[Start of Attachment]

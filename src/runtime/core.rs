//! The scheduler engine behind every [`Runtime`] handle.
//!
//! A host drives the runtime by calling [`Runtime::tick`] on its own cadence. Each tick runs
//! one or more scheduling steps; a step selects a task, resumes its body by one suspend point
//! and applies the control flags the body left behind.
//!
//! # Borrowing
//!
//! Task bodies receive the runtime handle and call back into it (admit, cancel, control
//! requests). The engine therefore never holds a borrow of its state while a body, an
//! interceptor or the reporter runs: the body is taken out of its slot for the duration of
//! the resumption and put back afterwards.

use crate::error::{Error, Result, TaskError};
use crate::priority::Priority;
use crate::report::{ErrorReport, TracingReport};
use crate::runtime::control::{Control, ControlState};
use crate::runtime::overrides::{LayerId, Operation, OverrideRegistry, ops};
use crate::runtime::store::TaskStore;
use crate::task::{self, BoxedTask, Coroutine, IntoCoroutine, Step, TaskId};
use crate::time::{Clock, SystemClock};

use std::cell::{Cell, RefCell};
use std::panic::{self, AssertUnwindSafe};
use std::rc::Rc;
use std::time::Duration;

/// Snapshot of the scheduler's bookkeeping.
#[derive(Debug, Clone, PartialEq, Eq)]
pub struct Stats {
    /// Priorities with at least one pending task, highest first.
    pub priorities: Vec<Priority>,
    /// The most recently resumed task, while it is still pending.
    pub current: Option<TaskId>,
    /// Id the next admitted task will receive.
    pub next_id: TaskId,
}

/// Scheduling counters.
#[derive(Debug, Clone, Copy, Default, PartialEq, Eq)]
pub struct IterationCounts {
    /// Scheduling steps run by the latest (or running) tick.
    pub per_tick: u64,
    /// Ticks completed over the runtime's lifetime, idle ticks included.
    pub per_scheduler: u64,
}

[End of Attachment]

Task brief
What lines in the records above include the string "PartialEq"? Copy each one.

Expected answer
#[derive(Debug, Clone, PartialEq, Eq)]
#[derive(Debug, Clone, Copy, Default, PartialEq, Eq)]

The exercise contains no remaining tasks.